Problem requirements
Pull out every line below containing the word "AssociationRule".

Supplied data

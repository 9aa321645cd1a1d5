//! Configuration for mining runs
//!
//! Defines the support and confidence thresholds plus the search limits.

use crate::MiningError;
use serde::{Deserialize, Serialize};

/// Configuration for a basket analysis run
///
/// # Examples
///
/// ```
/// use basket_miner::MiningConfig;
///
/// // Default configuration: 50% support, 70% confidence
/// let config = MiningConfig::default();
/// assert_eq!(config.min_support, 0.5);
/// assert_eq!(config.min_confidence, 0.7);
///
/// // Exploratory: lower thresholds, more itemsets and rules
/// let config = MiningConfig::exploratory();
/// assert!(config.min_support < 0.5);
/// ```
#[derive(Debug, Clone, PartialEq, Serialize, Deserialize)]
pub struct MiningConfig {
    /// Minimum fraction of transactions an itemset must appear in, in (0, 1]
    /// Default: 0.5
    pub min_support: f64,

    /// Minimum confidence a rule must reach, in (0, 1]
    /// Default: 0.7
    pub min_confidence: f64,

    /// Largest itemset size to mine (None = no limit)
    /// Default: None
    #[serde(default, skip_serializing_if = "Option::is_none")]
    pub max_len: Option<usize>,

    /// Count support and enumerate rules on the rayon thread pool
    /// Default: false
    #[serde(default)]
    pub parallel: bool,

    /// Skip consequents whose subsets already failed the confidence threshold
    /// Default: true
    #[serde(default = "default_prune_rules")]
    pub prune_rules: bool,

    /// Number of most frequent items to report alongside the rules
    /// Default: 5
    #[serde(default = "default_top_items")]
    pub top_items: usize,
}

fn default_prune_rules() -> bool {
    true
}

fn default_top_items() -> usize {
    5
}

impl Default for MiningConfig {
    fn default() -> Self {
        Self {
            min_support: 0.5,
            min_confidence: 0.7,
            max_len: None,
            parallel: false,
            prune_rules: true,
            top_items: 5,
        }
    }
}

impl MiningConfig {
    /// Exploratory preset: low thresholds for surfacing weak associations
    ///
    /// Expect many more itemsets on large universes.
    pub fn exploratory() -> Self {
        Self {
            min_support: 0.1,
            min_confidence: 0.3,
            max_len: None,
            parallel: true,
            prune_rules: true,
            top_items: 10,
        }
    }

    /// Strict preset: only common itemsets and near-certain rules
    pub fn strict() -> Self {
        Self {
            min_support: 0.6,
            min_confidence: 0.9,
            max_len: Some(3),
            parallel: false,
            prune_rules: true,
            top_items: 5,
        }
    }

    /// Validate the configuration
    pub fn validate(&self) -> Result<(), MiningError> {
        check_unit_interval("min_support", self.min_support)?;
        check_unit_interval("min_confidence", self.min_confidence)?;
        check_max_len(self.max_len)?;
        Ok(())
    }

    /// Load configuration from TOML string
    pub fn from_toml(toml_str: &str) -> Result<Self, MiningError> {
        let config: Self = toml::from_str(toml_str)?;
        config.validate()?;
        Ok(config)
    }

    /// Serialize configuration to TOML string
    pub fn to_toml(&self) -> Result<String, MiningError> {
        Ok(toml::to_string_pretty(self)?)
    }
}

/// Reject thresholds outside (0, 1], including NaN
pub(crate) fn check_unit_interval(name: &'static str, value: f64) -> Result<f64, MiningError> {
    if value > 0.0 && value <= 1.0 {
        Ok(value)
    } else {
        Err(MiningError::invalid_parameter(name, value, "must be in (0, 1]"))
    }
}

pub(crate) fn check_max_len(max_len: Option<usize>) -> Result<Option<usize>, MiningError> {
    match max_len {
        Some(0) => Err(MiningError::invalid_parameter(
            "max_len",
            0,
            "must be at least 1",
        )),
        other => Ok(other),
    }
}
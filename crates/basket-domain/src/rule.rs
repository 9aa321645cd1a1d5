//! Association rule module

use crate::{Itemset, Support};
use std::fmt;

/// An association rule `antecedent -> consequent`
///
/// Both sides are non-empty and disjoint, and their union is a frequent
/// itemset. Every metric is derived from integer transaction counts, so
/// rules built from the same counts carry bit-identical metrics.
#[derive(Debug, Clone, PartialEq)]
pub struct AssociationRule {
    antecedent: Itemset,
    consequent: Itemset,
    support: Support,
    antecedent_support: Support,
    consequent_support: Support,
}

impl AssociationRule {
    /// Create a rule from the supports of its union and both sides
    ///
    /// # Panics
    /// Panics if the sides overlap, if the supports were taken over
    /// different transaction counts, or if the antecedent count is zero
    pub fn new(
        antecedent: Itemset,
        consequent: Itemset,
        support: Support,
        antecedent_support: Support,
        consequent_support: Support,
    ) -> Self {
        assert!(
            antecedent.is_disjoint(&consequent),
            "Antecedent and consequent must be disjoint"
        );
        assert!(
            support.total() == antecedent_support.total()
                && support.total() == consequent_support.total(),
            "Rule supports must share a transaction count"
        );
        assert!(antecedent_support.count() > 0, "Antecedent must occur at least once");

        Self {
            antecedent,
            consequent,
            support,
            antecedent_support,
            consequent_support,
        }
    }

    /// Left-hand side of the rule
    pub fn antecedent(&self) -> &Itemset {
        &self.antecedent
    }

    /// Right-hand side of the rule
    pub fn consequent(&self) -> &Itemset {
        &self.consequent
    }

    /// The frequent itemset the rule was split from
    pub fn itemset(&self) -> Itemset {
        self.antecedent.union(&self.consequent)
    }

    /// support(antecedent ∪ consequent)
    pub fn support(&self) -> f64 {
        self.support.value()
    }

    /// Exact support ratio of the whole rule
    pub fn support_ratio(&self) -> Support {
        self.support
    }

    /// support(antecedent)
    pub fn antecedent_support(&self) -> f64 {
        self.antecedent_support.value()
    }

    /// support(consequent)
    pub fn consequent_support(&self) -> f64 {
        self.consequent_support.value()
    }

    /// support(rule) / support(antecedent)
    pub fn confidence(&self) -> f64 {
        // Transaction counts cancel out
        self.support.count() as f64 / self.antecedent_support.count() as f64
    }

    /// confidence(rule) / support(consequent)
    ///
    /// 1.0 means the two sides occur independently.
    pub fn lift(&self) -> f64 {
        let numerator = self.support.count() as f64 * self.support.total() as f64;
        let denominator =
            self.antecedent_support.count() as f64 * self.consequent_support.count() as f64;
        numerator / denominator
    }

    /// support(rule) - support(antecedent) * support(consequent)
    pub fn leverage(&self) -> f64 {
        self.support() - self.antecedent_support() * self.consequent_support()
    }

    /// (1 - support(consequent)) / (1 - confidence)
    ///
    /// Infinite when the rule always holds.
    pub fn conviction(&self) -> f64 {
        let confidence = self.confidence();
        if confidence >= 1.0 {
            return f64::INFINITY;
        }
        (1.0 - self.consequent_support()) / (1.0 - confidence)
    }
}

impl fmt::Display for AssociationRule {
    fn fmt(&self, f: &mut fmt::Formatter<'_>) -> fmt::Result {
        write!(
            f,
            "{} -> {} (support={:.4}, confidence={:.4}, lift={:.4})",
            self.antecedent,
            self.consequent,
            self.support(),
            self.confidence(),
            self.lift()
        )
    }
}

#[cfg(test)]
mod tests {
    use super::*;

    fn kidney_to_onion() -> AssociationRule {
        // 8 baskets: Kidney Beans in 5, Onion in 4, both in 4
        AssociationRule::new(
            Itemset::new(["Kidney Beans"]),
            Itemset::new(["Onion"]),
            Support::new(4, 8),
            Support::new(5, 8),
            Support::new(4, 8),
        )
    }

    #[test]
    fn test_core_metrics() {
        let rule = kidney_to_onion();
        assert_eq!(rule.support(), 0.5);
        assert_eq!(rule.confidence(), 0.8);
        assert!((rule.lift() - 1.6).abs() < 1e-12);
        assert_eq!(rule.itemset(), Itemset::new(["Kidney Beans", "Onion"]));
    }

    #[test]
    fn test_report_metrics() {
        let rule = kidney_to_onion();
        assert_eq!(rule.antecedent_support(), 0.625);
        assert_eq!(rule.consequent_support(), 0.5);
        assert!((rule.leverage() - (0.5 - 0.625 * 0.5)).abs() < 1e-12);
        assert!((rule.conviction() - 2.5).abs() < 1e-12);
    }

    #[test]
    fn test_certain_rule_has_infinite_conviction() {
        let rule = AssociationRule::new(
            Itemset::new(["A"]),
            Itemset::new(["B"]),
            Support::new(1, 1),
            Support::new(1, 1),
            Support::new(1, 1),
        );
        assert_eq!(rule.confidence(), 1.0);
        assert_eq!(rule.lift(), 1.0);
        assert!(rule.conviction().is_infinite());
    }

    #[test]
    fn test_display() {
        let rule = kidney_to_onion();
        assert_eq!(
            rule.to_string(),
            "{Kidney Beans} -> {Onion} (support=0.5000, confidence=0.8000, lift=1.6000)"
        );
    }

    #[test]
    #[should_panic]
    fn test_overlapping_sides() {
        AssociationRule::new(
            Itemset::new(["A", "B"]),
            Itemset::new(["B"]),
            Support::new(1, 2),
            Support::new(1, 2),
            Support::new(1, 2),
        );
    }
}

Response
pub struct AssociationRule {
impl AssociationRule {
impl fmt::Display for AssociationRule {
    fn kidney_to_onion() -> AssociationRule {
        AssociationRule::new(
        let rule = AssociationRule::new(
        AssociationRule::new(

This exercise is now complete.